Customer turnover, also known as churn rate, refers to the percentage of a company's customer base that leaves in a given period of time. Typically, turnover is measured on a monthly or annual basis. As a general rule, high churn is damaging to a company's revenue and profitability.
The simple formula for customer turnover is the number of customers lost in a given period of time divided by the number of total customers at the start of that period. If a company starts the year with 1,000 customers and loses 50 during the course of the year, its turnover rate is 50 divided by 1,000, or 5 percent. Similarly, losing 16 customers from a starting base of 200 equals an 8 percent turnover rate. Average customer churn varies by industry. American credit card industry churn is 20 percent, while banks experience churn between 20 and 25 percent, according to a May 2014 WordStream article. In contrast, software-as-a-service providers only turn over 5 to 7 percent of their clients.

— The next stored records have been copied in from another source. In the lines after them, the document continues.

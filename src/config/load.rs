use std::{env, path::PathBuf};

use super::schema::Settings;

// Layering, lowest to highest: struct defaults, the TOML file (if any),
// then `HUSH__SECTION__KEY` variables.
impl Settings {
    /// Build settings from the config file and `HUSH__` environment overrides.
    /// A missing file is not an error.
    pub fn load() -> Result<Self, ::config::ConfigError> {
        let config_path = resolve_config_path();

        let mut builder = ::config::Config::builder();

        if let Some(path) = &config_path {
            builder = builder.add_source(::config::File::from(path.as_path()).required(false));
        }

        builder = builder.add_source(
            ::config::Environment::with_prefix("HUSH")
                .separator("__")
                .try_parsing(true),
        );

        let cfg = builder.build()?;
        let settings: Settings = cfg.try_deserialize()?;
        Ok(settings)
    }

    /// Reject values the player cannot work with. The message names the
    /// offending key.
    pub fn validate(&self) -> Result<(), String> {
        if self.player.initial_volume > 100 {
            return Err("player.initial_volume must be <= 100".to_string());
        }
        if self.player.volume_step == 0 {
            return Err("player.volume_step must be >= 1".to_string());
        }
        if !(1..=100).contains(&self.player.seek_step_percent) {
            return Err("player.seek_step_percent must be within 1..=100".to_string());
        }
        if self.audio.tick_ms < 10 {
            return Err("audio.tick_ms must be >= 10".to_string());
        }
        Ok(())
    }
}

/// `HUSH_CONFIG_PATH` when set, otherwise [`default_config_path`].
pub fn resolve_config_path() -> Option<PathBuf> {
    if let Some(p) = env::var_os("HUSH_CONFIG_PATH") {
        return Some(PathBuf::from(p));
    }
    default_config_path()
}

/// `hush/config.toml` under `$XDG_CONFIG_HOME`, or under `~/.config` without it.
/// `None` only when neither variable is set.
pub fn default_config_path() -> Option<PathBuf> {
    let config_home = if let Some(xdg) = env::var_os("XDG_CONFIG_HOME") {
        Some(PathBuf::from(xdg))
    } else {
        env::var_os("HOME").map(|home| PathBuf::from(home).join(".config"))
    };

    config_home.map(|d| d.join("hush").join("config.toml"))
}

Customer turnover is easiest to track when a business sells recurring solutions to a customer. For a company that sells annual subscription services, for instance, churn is based on the number of customers that renew their service relative to those who cancel. If a business starts the year with 4,000 customers and only 3,600 renew, its annual churn is 10 percent. The contrasting view is that its customer retention rate is 90 percent. This rate is the percentage of starting customers that stay with the provider.
Customer turnover results for a variety of reasons. In some cases, customers find a better price or solution from a competitor. In competitive industries, companies have to offer high-value solutions that improve as the industry evolves. Upsetting customers with poor products or services also contributes to churn. A company with a high turnover rate often looks first to figure out the causes. If poor solutions are the cause, making improvements is a first major strategy to reduce turnover.
Some companies prefer to calculate customer turnover by comparing lost customers to total customers at the end of the month. This approach allows the business to consider the net effect of customer acquisitions and lost customers. If a company starts with 100 customers, loses three and gains five, it ends the year with a net gain of two customers. The turnover rate in this scenario is three divided by 102, which is 2.94 percent. While this alternative formula yields a lower churn rate, it may cause a business to ignore the fact that high rates of lost customers lead to higher costs of acquisition to replace them.